## Task statement:
The answer must be a single number: how many lines in the entries hold the string "decode".

## Saved entries:
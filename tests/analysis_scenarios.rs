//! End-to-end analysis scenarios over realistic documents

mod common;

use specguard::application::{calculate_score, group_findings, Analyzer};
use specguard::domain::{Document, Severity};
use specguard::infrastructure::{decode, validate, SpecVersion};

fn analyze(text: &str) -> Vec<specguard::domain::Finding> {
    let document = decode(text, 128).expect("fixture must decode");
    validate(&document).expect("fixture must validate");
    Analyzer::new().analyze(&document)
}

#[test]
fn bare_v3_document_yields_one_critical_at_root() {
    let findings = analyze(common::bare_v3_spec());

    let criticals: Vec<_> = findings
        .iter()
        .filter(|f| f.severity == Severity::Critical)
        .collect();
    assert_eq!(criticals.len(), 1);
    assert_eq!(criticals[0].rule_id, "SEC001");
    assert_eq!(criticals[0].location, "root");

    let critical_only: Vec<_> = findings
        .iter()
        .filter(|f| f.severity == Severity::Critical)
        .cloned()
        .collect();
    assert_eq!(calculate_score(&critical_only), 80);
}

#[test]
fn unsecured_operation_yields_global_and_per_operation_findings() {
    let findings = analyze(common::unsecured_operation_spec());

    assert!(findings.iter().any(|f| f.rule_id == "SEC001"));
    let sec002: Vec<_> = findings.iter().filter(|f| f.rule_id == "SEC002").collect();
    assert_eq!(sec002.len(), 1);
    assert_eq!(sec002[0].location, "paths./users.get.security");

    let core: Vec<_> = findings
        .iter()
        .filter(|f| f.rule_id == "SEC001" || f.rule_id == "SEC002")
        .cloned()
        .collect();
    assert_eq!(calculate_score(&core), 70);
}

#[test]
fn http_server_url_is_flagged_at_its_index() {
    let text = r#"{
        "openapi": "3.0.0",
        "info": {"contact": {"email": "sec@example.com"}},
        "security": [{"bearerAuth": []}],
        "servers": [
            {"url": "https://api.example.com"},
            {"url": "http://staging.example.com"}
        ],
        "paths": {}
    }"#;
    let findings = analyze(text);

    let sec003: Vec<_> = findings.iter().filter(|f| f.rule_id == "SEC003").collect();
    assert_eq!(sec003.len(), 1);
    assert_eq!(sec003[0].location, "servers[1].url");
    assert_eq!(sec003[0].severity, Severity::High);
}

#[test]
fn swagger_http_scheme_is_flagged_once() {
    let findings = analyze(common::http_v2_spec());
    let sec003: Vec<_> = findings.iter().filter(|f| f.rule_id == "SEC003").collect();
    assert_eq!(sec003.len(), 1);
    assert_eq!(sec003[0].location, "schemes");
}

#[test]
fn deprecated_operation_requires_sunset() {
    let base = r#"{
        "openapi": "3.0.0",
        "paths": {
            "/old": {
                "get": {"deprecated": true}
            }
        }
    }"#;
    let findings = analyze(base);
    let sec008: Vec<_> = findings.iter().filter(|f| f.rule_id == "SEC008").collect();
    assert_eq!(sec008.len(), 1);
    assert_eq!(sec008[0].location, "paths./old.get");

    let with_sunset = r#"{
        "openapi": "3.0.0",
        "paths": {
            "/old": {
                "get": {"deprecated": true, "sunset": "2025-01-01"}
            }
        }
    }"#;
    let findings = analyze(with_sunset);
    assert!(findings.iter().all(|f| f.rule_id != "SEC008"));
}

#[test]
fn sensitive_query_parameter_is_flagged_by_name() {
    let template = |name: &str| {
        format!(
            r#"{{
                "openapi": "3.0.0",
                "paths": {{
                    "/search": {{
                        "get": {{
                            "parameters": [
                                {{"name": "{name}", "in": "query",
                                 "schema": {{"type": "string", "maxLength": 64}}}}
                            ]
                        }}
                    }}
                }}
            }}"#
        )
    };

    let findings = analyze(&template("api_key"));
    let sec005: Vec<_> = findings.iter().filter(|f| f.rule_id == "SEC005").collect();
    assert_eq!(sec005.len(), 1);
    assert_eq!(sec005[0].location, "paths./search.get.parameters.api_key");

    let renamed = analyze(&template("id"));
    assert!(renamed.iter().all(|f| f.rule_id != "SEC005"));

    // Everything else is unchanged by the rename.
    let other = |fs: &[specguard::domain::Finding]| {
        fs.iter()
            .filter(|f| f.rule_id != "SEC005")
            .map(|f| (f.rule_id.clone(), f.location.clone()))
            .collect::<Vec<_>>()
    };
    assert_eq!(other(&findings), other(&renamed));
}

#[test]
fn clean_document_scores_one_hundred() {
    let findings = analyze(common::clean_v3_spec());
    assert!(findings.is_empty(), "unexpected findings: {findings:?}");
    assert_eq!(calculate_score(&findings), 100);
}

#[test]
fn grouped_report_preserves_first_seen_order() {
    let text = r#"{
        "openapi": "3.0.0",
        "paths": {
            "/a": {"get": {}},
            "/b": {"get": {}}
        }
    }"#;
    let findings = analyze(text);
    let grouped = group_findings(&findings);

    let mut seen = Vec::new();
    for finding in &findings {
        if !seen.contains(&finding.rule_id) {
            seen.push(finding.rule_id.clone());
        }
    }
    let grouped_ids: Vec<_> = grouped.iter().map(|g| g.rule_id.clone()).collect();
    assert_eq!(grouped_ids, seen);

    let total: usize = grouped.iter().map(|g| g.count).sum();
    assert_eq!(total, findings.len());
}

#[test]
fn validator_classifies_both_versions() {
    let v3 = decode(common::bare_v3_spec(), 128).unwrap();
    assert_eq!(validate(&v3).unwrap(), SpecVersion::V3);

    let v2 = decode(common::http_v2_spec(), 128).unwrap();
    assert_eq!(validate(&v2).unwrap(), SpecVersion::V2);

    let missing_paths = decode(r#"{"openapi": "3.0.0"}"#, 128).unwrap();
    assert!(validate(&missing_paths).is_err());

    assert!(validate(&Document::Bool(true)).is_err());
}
==
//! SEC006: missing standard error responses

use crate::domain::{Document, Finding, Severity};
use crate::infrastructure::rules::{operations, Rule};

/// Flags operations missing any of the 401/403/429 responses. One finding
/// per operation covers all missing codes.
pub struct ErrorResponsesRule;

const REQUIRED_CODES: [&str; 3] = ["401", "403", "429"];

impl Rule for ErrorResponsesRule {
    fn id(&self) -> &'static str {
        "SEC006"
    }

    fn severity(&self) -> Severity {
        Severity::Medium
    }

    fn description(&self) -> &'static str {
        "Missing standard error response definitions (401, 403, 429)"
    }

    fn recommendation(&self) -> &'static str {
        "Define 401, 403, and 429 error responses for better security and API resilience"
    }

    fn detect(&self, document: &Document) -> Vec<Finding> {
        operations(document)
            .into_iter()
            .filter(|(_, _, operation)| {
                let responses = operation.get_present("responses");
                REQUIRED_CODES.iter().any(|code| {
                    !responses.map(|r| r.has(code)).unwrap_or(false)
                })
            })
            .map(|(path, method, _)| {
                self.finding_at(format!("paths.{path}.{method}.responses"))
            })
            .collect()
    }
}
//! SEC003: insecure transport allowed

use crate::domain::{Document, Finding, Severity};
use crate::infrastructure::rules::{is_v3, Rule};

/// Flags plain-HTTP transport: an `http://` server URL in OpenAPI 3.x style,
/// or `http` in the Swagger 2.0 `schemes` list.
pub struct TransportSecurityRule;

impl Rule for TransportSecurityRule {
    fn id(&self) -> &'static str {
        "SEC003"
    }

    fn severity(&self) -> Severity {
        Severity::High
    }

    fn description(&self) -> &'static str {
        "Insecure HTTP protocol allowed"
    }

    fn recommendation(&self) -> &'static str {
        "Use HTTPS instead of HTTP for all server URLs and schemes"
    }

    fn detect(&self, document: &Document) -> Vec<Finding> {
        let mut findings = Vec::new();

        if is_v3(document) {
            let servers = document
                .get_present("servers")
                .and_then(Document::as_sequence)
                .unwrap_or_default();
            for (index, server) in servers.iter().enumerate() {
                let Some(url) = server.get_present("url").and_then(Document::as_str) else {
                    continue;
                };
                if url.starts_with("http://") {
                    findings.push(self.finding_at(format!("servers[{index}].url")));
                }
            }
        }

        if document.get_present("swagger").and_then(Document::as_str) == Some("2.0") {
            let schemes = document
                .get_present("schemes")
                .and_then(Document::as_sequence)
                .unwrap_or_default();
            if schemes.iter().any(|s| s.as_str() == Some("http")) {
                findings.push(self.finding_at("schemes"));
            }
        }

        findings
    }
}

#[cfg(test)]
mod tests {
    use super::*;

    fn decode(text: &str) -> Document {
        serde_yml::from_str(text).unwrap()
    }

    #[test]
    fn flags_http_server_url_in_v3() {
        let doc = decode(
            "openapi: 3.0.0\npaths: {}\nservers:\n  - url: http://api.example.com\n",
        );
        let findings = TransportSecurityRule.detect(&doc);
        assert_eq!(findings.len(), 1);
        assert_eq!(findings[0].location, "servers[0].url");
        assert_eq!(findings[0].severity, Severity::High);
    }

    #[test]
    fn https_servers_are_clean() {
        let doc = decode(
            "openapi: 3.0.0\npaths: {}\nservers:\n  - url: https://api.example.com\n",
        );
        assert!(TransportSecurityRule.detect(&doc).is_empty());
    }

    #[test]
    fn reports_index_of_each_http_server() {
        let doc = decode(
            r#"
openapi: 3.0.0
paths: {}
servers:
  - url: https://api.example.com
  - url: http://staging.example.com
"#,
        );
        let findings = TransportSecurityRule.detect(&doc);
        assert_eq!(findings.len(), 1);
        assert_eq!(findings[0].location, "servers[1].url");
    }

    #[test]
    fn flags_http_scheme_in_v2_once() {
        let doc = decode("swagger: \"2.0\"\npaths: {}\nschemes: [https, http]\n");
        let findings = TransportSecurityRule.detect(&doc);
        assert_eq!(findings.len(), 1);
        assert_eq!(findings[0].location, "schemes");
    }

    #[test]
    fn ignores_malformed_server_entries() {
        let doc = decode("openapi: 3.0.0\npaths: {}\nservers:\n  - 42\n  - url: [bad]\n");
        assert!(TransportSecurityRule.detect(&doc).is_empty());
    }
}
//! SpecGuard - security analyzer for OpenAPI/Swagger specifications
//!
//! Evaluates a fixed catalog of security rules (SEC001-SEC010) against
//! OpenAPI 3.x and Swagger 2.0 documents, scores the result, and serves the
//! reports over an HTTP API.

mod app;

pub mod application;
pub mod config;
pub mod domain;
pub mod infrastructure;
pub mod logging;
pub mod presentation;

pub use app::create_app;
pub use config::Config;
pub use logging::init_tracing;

## Completed task:
11